Das Schreiben vor Weihnachten war eine absolute Frechheit.
Joachim Maring Vorsitzender Interessensgemeinschaft für Abschaffung der Straßenbaubeiträge in Braunschweig - Vorsitzender Interessensgemeinschaft für Abschaffung der Straßenbaubeiträge in Braunschweig

 

Hintergrund für die Erhebung der Straßenausbaubeiträge ist das Niedersächsische Kommunalabgabegesetz. Es ermöglicht der Stadt Braunschweig, die Anwohner mit bis zu 75 Prozent der städtischen Kosten am Straßenausbau zu beteiligen. Doch viele Kommunen in Niedersachsen erheben die Beträge mittlerweile nicht mehr. Braunschweig ist die einzige Großstadt in Niedersachsen und eine von wenigen Kommunen in der Region, die noch Beiträge erhebt– im Mittel 2,2 Millionen Euro jährlich. Andere Kommunen kompensieren die finanzielle Last über den Haushalt oder finanzieren die Kosten über die Grundsteuer.

 

In Braunschweig zahlen Anwohner, in Nachbarorten die Kommune

„Die finanzielle Last auf Einzelne abzuladen, ist einfach ungerecht“, sagt Anwohner Wilfried Arnecke. „Während wir zahlen müssen, werden nebenan in Bechtsbüttel die Kosten von der Kommune getragen.“ Das Nachbardorf liegt kaum einen Kilometer Luftlinie entfernt im Landkreis Gifhorn. Immer wieder sorgte die Erhebung der Beiträge für Protest, wie vor zwei Jahren in Wenden.
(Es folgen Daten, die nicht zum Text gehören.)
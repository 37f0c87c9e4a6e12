use sealboot_core::config::SealbootConfig;
use sealboot_core::prefix::normalize_prefix;
use sealboot_core::stub::{StubParams, render_stub};

pub(crate) fn run_stub(
    config: &SealbootConfig,
    prefix: &str,
    chunks: u32,
) -> Result<(), Box<dyn std::error::Error>> {
    let script = render_stub(&StubParams {
        region: config.store.region.clone(),
        endpoint: config.store.endpoint.clone(),
        prefix: normalize_prefix(prefix)?,
        chunks,
        binary: config.reconstruct.binary.clone(),
        final_path: config.reconstruct.final_path.clone(),
    })?;
    print!("{script}");
    Ok(())
}
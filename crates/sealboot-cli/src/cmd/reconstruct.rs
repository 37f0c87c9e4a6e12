use sealboot_core::config::SealbootConfig;
use sealboot_core::reconstruct::{EXIT_OK, EXIT_USAGE, Outcome, run_from_config};

/// Run the node-side state machine and map the result to a process exit code.
pub(crate) fn run_reconstruct(config: &SealbootConfig, prefix: &str, chunks: u32) -> i32 {
    let store = match sealboot_store::store_from_config(&config.store) {
        Ok(store) => store,
        Err(e) => {
            tracing::error!("cannot open secret store: {e}");
            eprintln!("Error: {e}");
            return EXIT_USAGE;
        }
    };

    match run_from_config(&store, &config.reconstruct, prefix, chunks) {
        Ok(Outcome::AlreadyPresent) => {
            tracing::info!("nothing to do");
            EXIT_OK
        }
        Ok(Outcome::Applied) => EXIT_OK,
        Err(failure) => {
            eprintln!("Error: {failure}");
            failure.exit_code()
        }
    }
}
use sealboot_store::Tags;

const CLUSTER_TAG_PREFIX: &str = "sigs.k8s.io/cluster-api-provider-aws/cluster/";
const ROLE_TAG: &str = "sigs.k8s.io/cluster-api-provider-aws/role";
const NAME_TAG: &str = "Name";
const OWNED: &str = "owned";

/// Who a chunk group belongs to. Every entry of the group carries the same
/// tags derived from this.
#[derive(Debug, Clone, PartialEq, Eq)]
pub struct MachineIdentity {
    pub cluster: String,
    pub machine: String,
    pub role: String,
    pub additional: Tags,
}

impl MachineIdentity {
    pub fn new(cluster: &str, machine: &str, role: &str) -> Self {
        Self {
            cluster: cluster.to_string(),
            machine: machine.to_string(),
            role: role.to_string(),
            additional: Tags::new(),
        }
    }

    /// Ownership tags. Additional tags never override the built-in keys.
    pub fn tags(&self) -> Tags {
        let mut tags = self.additional.clone();
        tags.insert(format!("{CLUSTER_TAG_PREFIX}{}", self.cluster), OWNED.into());
        tags.insert(ROLE_TAG.into(), self.role.clone());
        tags.insert(NAME_TAG.into(), self.machine.clone());
        tags
    }
}
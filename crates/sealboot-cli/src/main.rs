mod cli;
mod cmd;
mod config_gen;

use clap::Parser;

use sealboot_core::config::{self, CleanupMode, SealbootConfig};
use sealboot_core::reconstruct::EXIT_USAGE;

use cli::{Cli, Commands};
use cmd::write::WriteArgs;
use config_gen::run_config_generate;

fn main() {
    let cli = Cli::parse();

    // The reconstructor runs unattended at boot; keep its log useful by default.
    let filter = match cli.verbose {
        0 if matches!(&cli.command, Commands::Reconstruct { .. }) => "info",
        0 => "warn",
        1 => "info",
        2 => "debug",
        _ => "trace",
    };
    tracing_subscriber::fmt()
        .with_env_filter(filter)
        .with_target(false)
        .init();

    // `config` needs no config file
    if let Commands::Config { dest } = &cli.command {
        if let Err(e) = run_config_generate(dest.as_deref()) {
            eprintln!("Error: {e}");
            std::process::exit(1);
        }
        return;
    }

    let source = config::resolve_config_path(cli.config.as_deref());
    match &source {
        Some(s) => tracing::info!("Using config: {s}"),
        None => tracing::debug!("no config file found; using defaults"),
    }
    let mut cfg = match config::load_or_default(source.as_ref()) {
        Ok(c) => c,
        Err(e) => {
            eprintln!("Error: {e}");
            std::process::exit(EXIT_USAGE);
        }
    };

    tracing::debug!("running {}", cli.command.name());
    let code = match &cli.command {
        Commands::Write {
            cluster,
            machine,
            role,
            prefix,
            tags,
            file,
        } => report(cmd::write::run_write(
            &cfg,
            WriteArgs {
                cluster,
                machine,
                role,
                prefix: prefix.as_deref(),
                tags,
                file,
            },
        )),
        Commands::Delete { prefix, count } => {
            report(cmd::delete::run_delete(&cfg, prefix, *count))
        }
        Commands::Reconstruct {
            prefix,
            chunks,
            region,
            endpoint,
            final_path,
            apply_command,
            cleanup,
        } => {
            override_store(&mut cfg, region, endpoint);
            if let Some(path) = final_path {
                cfg.reconstruct.final_path = path.clone();
            }
            if let Some(command) = apply_command {
                cfg.reconstruct.apply_command = command.clone();
            }
            match cleanup.as_deref().map(str::parse::<CleanupMode>).transpose() {
                Ok(Some(mode)) => cfg.reconstruct.cleanup = mode,
                Ok(None) => {}
                Err(e) => {
                    eprintln!("Error: {e}");
                    std::process::exit(EXIT_USAGE);
                }
            }
            match cfg.reconstruct.validate() {
                Ok(()) => cmd::reconstruct::run_reconstruct(&cfg, prefix, *chunks),
                Err(e) => {
                    eprintln!("Error: {e}");
                    EXIT_USAGE
                }
            }
        }
        Commands::Stub {
            prefix,
            chunks,
            region,
            endpoint,
        } => {
            override_store(&mut cfg, region, endpoint);
            report(cmd::stub::run_stub(&cfg, prefix, *chunks))
        }
        // Handled before config loading.
        Commands::Config { .. } => 0,
    };

    std::process::exit(code);
}

fn override_store(cfg: &mut SealbootConfig, region: &Option<String>, endpoint: &Option<String>) {
    if let Some(region) = region {
        cfg.store.region = Some(region.clone());
    }
    if let Some(endpoint) = endpoint {
        cfg.store.endpoint = Some(endpoint.clone());
    }
}

fn report(result: Result<(), Box<dyn std::error::Error>>) -> i32 {
    match result {
        Ok(()) => 0,
        Err(e) => {
            eprintln!("Error: {e}");
            1
        }
    }
}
Die Anwohner der Straßen Kirchblick und Feuerbrunnen haben sich deshalb zu einer Interessensgemeinschaft zusammengetan, die die Abschaffung der Beiträge fordert. Besonders sauer sind sie auch auf die Kommunikation der Stadt. „Bereits im Februar 2023 hat die Stadt veröffentlicht, dass in unseren Straßen Tiefbauarbeiten vorgesehen sind. Danach hätte man die Betroffenen über die Beiträge informieren müssen“, sagt Joachim Maring, Vorsitzender der Interessensgemeinschaft. Laut Informationen der Gemeinschaft, sind bereits im September Aufträge für Arbeiten in der Straße ausgeschrieben worden – zwei Monate, bevor die Anwohner informiert wurden. „Das Schreiben vor Weihnachten war eine absolute Frechheit“, sagt Maring.

 

Das sagt die Stadt Braunschweig zur Anwohner-Kritik

Ende Januar gab es eine Informationsveranstaltung für die Anwohner. Jedoch fühlen diese sich nach wie vor schlecht informiert. „Wir wissen überhaupt nicht, was hier letztlich genau gebaut wird“, sagt Maring. Auch der Bezirksrat sei nicht informiert worden. Aus Sicht der Anwohner würde es reichen, lediglich den Asphalt über dem Entwässerungskanal zu erneuern, da für diese Kosten die Stadtentwässerung (SE-BS) aufkommen müsste. Auch die Einrichtung eines verkehrsberuhigten Bereichs („Spielstraße“) hätten Anwohner gefordert.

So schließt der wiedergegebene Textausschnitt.